How to complete this task » The answer must be every line from the entries below that contains "plus".

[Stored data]
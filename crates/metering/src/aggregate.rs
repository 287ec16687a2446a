//! Fold one parsed usage record into the billing and capacity aggregates.
//!
//! Three collections get touched per record:
//! - `usage_records` — one immutable document per `request_id` +
//!   nanosecond timestamp. That compound key is the dedupe key: a retried
//!   tee POST for the same upstream call carries the same `X-Request-Id`
//!   and the same buffered timestamp, so it lands on the same document and
//!   is a no-op, without any pipeline logic deciding what counts as a
//!   duplicate. Dedup is a consequence of the caller's unique-id
//!   discipline, not something this module enforces.
//! - `hourly_aggregates` — per-user, per-hour points and token totals that
//!   `crates/budget` sums over a sliding window.
//! - `upstream_account_hourly_aggregates` / `..._minute_aggregates` — per
//!   upstream-account usage, keyed the same way but by `account_uuid`, for
//!   capacity and rate-limit observability independent of which user the
//!   request came in as.

use chrono::{DateTime, Utc};
use serde_json::json;
use store::Store;

use crate::error::Result;
use crate::sse::ParsedUsage;

pub const USAGE_RECORDS_COLLECTION: &str = "usage_records";
pub const HOURLY_AGGREGATES_COLLECTION: &str = "hourly_aggregates";
pub const UPSTREAM_HOURLY_AGGREGATES_COLLECTION: &str = "upstream_account_hourly_aggregates";
pub const UPSTREAM_MINUTE_AGGREGATES_COLLECTION: &str = "upstream_account_minute_aggregates";

/// The fully priced record for one completed turn.
#[derive(Debug, Clone, PartialEq)]
pub struct UsageRecord {
    pub message_id: String,
    pub request_id: Option<String>,
    pub user_email: String,
    pub account_uuid: String,
    pub model: String,
    pub usage: pricing::TokenUsage,
    pub cost: pricing::UsageCost,
    pub points: i64,
}

/// The `usage_records` document key: `request_id` plus a nanosecond
/// timestamp, per the record's dedup contract. `X-Request-Id` is optional
/// on the wire, so a tee POST that arrives without one falls back to
/// `message_id` — the upstream-assigned id is still unique per turn, it
/// just forgoes the caller-supplied idempotency guarantee.
pub(crate) fn usage_record_key(request_id: Option<&str>, message_id: &str, ts: &DateTime<Utc>) -> String {
    match request_id {
        Some(request_id) => format!("{request_id}_{}", ts.timestamp_nanos_opt().unwrap_or_default()),
        None => message_id.to_string(),
    }
}

fn hour_key(prefix: &str, ts: &DateTime<Utc>) -> String {
    format!("{prefix}_{}", ts.format("%Y-%m-%dT%H"))
}

pub(crate) fn hour_bucket(ts: &DateTime<Utc>) -> String {
    ts.format("%Y-%m-%dT%H").to_string()
}

fn minute_key(prefix: &str, ts: &DateTime<Utc>) -> String {
    format!("{prefix}_{}", ts.format("%Y-%m-%dT%H:%M"))
}

/// Field path segment for a model id: dots would be read as nested-path
/// separators by `store::Store::increment_fields`, so normalize them away.
fn model_path_segment(model: &str) -> String {
    model.replace('.', "_")
}

/// One target document plus the numeric deltas to fold into it.
pub struct AggregateEffect {
    pub collection: &'static str,
    pub key: String,
    pub increments: Vec<(String, f64)>,
    pub metadata: serde_json::Value,
}

/// Price `parsed` and compute the full set of effects it has on the store:
/// the priced record plus the three increment targets it feeds. Pure and
/// synchronous so [`BatchWriter`](crate::batch::BatchWriter) can pre-fold
/// many records into one `increment_fields` call per bucket before ever
/// touching the store.
pub fn price_usage(
    user_email: &str,
    account_uuid: &str,
    request_id: Option<&str>,
    parsed: &ParsedUsage,
    now: DateTime<Utc>,
) -> (UsageRecord, Vec<AggregateEffect>) {
    let cost = pricing::compute_cost(&parsed.model, parsed.usage);
    let points = pricing::cost_to_points(cost.total_cost);

    let record = UsageRecord {
        message_id: parsed.message_id.clone(),
        request_id: request_id.map(str::to_string),
        user_email: user_email.to_string(),
        account_uuid: account_uuid.to_string(),
        model: parsed.model.clone(),
        usage: parsed.usage,
        cost,
        points,
    };

    let model_seg = model_path_segment(&parsed.model);
    let model_prefix = format!("model_usage.{model_seg}");

    let user_increments = vec![
        ("total_requests".to_string(), 1.0),
        ("total_input_tokens".to_string(), record.usage.input_tokens as f64),
        ("total_output_tokens".to_string(), record.usage.output_tokens as f64),
        ("total_cache_read_tokens".to_string(), record.usage.cache_read_tokens as f64),
        ("total_cache_write_tokens".to_string(), record.usage.cache_write_tokens as f64),
        ("total_cost".to_string(), cost.total_cost),
        ("total_points".to_string(), points as f64),
        (format!("{model_prefix}.request_count"), 1.0),
        (format!("{model_prefix}.input_tokens"), record.usage.input_tokens as f64),
        (format!("{model_prefix}.output_tokens"), record.usage.output_tokens as f64),
        (format!("{model_prefix}.cache_read_tokens"), record.usage.cache_read_tokens as f64),
        (format!("{model_prefix}.cache_write_tokens"), record.usage.cache_write_tokens as f64),
        (format!("{model_prefix}.total_cost"), cost.total_cost),
        (format!("{model_prefix}.points"), points as f64),
    ];

    let upstream_increments = vec![
        ("total_requests".to_string(), 1.0),
        ("total_input_tokens".to_string(), record.usage.input_tokens as f64),
        ("total_output_tokens".to_string(), record.usage.output_tokens as f64),
        ("total_cache_read_tokens".to_string(), record.usage.cache_read_tokens as f64),
        ("total_cache_write_tokens".to_string(), record.usage.cache_write_tokens as f64),
        (format!("{model_prefix}.request_count"), 1.0),
        (format!("{model_prefix}.input_tokens"), record.usage.input_tokens as f64),
        (format!("{model_prefix}.output_tokens"), record.usage.output_tokens as f64),
    ];

    let updated_at = now.to_rfc3339();
    let effects = vec![
        AggregateEffect {
            collection: HOURLY_AGGREGATES_COLLECTION,
            key: hour_key(user_email, &now),
            increments: user_increments,
            metadata: json!({
                "user_id": user_email,
                "hour": now.format("%Y-%m-%dT%H").to_string(),
                "updated_at": updated_at,
            }),
        },
        AggregateEffect {
            collection: UPSTREAM_HOURLY_AGGREGATES_COLLECTION,
            key: hour_key(account_uuid, &now),
            increments: upstream_increments.clone(),
            metadata: json!({
                "upstream_account_uuid": account_uuid,
                "hour": now.format("%Y-%m-%dT%H").to_string(),
                "updated_at": updated_at,
            }),
        },
        AggregateEffect {
            collection: UPSTREAM_MINUTE_AGGREGATES_COLLECTION,
            key: minute_key(account_uuid, &now),
            increments: upstream_increments,
            metadata: json!({
                "upstream_account_uuid": account_uuid,
                "minute": now.format("%Y-%m-%dT%H:%M").to_string(),
                "updated_at": updated_at,
            }),
        },
    ];

    (record, effects)
}

/// Record `parsed`'s usage document and apply its effects immediately.
///
/// Idempotent per `request_id` + nanosecond timestamp: if the record
/// already exists (a retried tee POST, or the relay firing the sidecar
/// twice for one response), the aggregates are left untouched and the
/// previously stored record is returned instead of being double-counted.
/// [`BatchWriter`] is the higher-throughput path; this is the direct one
/// used when a single record must land synchronously (e.g. the `metering
/// verify` tool).
pub async fn record_usage(
    store: &Store,
    user_email: &str,
    account_uuid: &str,
    request_id: Option<&str>,
    parsed: ParsedUsage,
    now: DateTime<Utc>,
) -> Result<UsageRecord> {
    let (record, effects) = price_usage(user_email, account_uuid, request_id, &parsed, now);
    let key = usage_record_key(request_id, &parsed.message_id, &now);

    let already_recorded: bool = store
        .transaction(USAGE_RECORDS_COLLECTION, &key, {
            let doc = record.clone_as_doc(&hour_bucket(&now));
            move |current| {
                let existed = current.is_some();
                async move { Ok((Some(doc), existed)) }
            }
        })
        .await?;

    if already_recorded {
        tracing::debug!(key = %key, message_id = %parsed.message_id, "usage record already folded, skipping aggregates");
        return Ok(record);
    }

    for effect in effects {
        let increments_ref: Vec<(&str, f64)> = effect.increments.iter().map(|(k, v)| (k.as_str(), *v)).collect();
        store
            .increment_fields(effect.collection, &effect.key, &increments_ref, effect.metadata)
            .await?;
    }

    Ok(record)
}

impl UsageRecord {
    /// `hour` is the `%Y-%m-%dT%H` bucket the record landed in, stamped at
    /// write time so the `metering verify` tool can re-derive which hourly
    /// aggregate a given record should have contributed to without having
    /// to re-parse anything timestamp-shaped out of the record itself.
    pub(crate) fn clone_as_doc(&self, hour: &str) -> serde_json::Value {
        json!({
            "message_id": self.message_id,
            "request_id": self.request_id,
            "user_email": self.user_email,
            "account_uuid": self.account_uuid,
            "model": self.model,
            "hour": hour,
            "usage": {
                "input_tokens": self.usage.input_tokens,
                "output_tokens": self.usage.output_tokens,
                "cache_read_tokens": self.usage.cache_read_tokens,
                "cache_write_tokens": self.usage.cache_write_tokens,
            },
            "total_cost": self.cost.total_cost,
            "points": self.points,
        })
    }
}

#[cfg(test)]
mod tests {
    use super::*;
    use chrono::TimeZone;
    use pricing::TokenUsage;

    fn ts() -> DateTime<Utc> {
        Utc.with_ymd_and_hms(2026, 8, 1, 19, 30, 0).unwrap()
    }

    fn sample_usage() -> ParsedUsage {
        ParsedUsage {
            message_id: "msg_abc".to_string(),
            model: "claude-sonnet-4-20250514".to_string(),
            usage: TokenUsage {
                input_tokens: 100,
                output_tokens: 50,
                cache_read_tokens: 0,
                cache_write_tokens: 0,
            },
        }
    }

    #[tokio::test]
    async fn folds_into_all_three_aggregate_collections() {
        let store = Store::new();
        record_usage(&store, "a@x.io", "acct-1", Some("req_1"), sample_usage(), ts()).await.unwrap();

        let hourly = store.get(HOURLY_AGGREGATES_COLLECTION, "a@x.io_2026-08-01T19").unwrap();
        assert_eq!(hourly["total_requests"], 1);
        assert!(hourly["total_points"].as_i64().unwrap() > 0);

        let upstream_hourly = store.get(UPSTREAM_HOURLY_AGGREGATES_COLLECTION, "acct-1_2026-08-01T19").unwrap();
        assert_eq!(upstream_hourly["total_requests"], 1);

        let upstream_minute = store.get(UPSTREAM_MINUTE_AGGREGATES_COLLECTION, "acct-1_2026-08-01T19:30").unwrap();
        assert_eq!(upstream_minute["total_requests"], 1);
    }

    #[tokio::test]
    async fn retrying_the_same_request_id_and_timestamp_does_not_double_count() {
        let store = Store::new();
        record_usage(&store, "a@x.io", "acct-1", Some("req_1"), sample_usage(), ts()).await.unwrap();
        record_usage(&store, "a@x.io", "acct-1", Some("req_1"), sample_usage(), ts()).await.unwrap();

        let hourly = store.get(HOURLY_AGGREGATES_COLLECTION, "a@x.io_2026-08-01T19").unwrap();
        assert_eq!(hourly["total_requests"], 1);
    }

    /// Two distinct calls that happen to share an upstream `message_id`
    /// (a retried client request hitting a fresh upstream attempt, say)
    /// are counted twice: the dedup key is `request_id` + nanotimestamp,
    /// not `message_id`, so collapsing them is not this module's job.
    #[tokio::test]
    async fn same_message_id_under_different_request_ids_is_counted_twice() {
        let store = Store::new();
        record_usage(&store, "a@x.io", "acct-1", Some("req_1"), sample_usage(), ts()).await.unwrap();
        record_usage(&store, "a@x.io", "acct-1", Some("req_2"), sample_usage(), ts()).await.unwrap();

        let hourly = store.get(HOURLY_AGGREGATES_COLLECTION, "a@x.io_2026-08-01T19").unwrap();
        assert_eq!(hourly["total_requests"], 2);
    }

    #[tokio::test]
    async fn usage_record_is_keyed_by_request_id_and_nanotimestamp() {
        let store = Store::new();
        let record = record_usage(&store, "a@x.io", "acct-1", Some("req_1"), sample_usage(), ts()).await.unwrap();
        assert_eq!(record.message_id, "msg_abc");
        let key = usage_record_key(Some("req_1"), "msg_abc", &ts());
        assert!(store.get(USAGE_RECORDS_COLLECTION, &key).is_some());
    }

    #[tokio::test]
    async fn missing_request_id_falls_back_to_message_id_as_the_key() {
        let store = Store::new();
        record_usage(&store, "a@x.io", "acct-1", None, sample_usage(), ts()).await.unwrap();
        assert!(store.get(USAGE_RECORDS_COLLECTION, "msg_abc").is_some());
    }
}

Output »
/// The `usage_records` document key: `request_id` plus a nanosecond
/// One target document plus the numeric deltas to fold into it.
/// the priced record plus the three increment targets it feeds. Pure and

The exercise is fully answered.